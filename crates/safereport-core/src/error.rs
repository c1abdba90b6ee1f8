//! Error types for SafeReport Core.

use thiserror::Error;

/// Errors that can occur while handling keys, envelopes, or passphrase blobs.
///
/// `Decryption` deliberately carries no detail: a bad padding, a failed
/// tag, broken UTF-8, and unparsable JSON all look the same to the caller.
#[derive(Debug, Error)]
pub enum CryptoError {
    /// Key material is malformed (wrong length or encoding).
    #[error("invalid key: {0}")]
    InvalidKey(String),

    /// Wrong key, corrupted data, or tampering.
    #[error("decryption failed")]
    Decryption,

    /// The value could not be serialized to JSON.
    #[error("encoding error: {0}")]
    Encoding(String),

    /// The cipher refused to encrypt.
    #[error("encryption error: {0}")]
    Encryption(String),

    /// Envelope format version this build does not understand.
    #[error("unsupported envelope version: {0}")]
    UnsupportedVersion(u16),

    /// The secure random source could not supply bytes.
    #[error("secure random source unavailable: {0}")]
    Entropy(String),

    /// Passphrase key derivation failed or its parameters are out of range.
    #[error("key derivation error: {0}")]
    Kdf(String),
}

/// Result type for core operations.
pub type Result<T> = std::result::Result<T, CryptoError>;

# # # #

- [Directions]: Each line shown above needs to be transcribed exactly.

- [Exercise answer]:
filename crates/safereport-core/src/error.rs
repository c1abdba90b6ee1f8
//! Error types for SafeReport Core.

use thiserror::Error;

/// Errors that can occur while handling keys, envelopes, or passphrase blobs.
///
/// `Decryption` deliberately carries no detail: a bad padding, a failed
/// tag, broken UTF-8, and unparsable JSON all look the same to the caller.
#[derive(Debug, Error)]
pub enum CryptoError {
    /// Key material is malformed (wrong length or encoding).
    #[error("invalid key: {0}")]
    InvalidKey(String),

    /// Wrong key, corrupted data, or tampering.
    #[error("decryption failed")]
    Decryption,

    /// The value could not be serialized to JSON.
    #[error("encoding error: {0}")]
    Encoding(String),

    /// The cipher refused to encrypt.
    #[error("encryption error: {0}")]
    Encryption(String),

    /// Envelope format version this build does not understand.
    #[error("unsupported envelope version: {0}")]
    UnsupportedVersion(u16),

    /// The secure random source could not supply bytes.
    #[error("secure random source unavailable: {0}")]
    Entropy(String),

    /// Passphrase key derivation failed or its parameters are out of range.
    #[error("key derivation error: {0}")]
    Kdf(String),
}

/// Result type for core operations.
pub type Result<T> = std::result::Result<T, CryptoError>;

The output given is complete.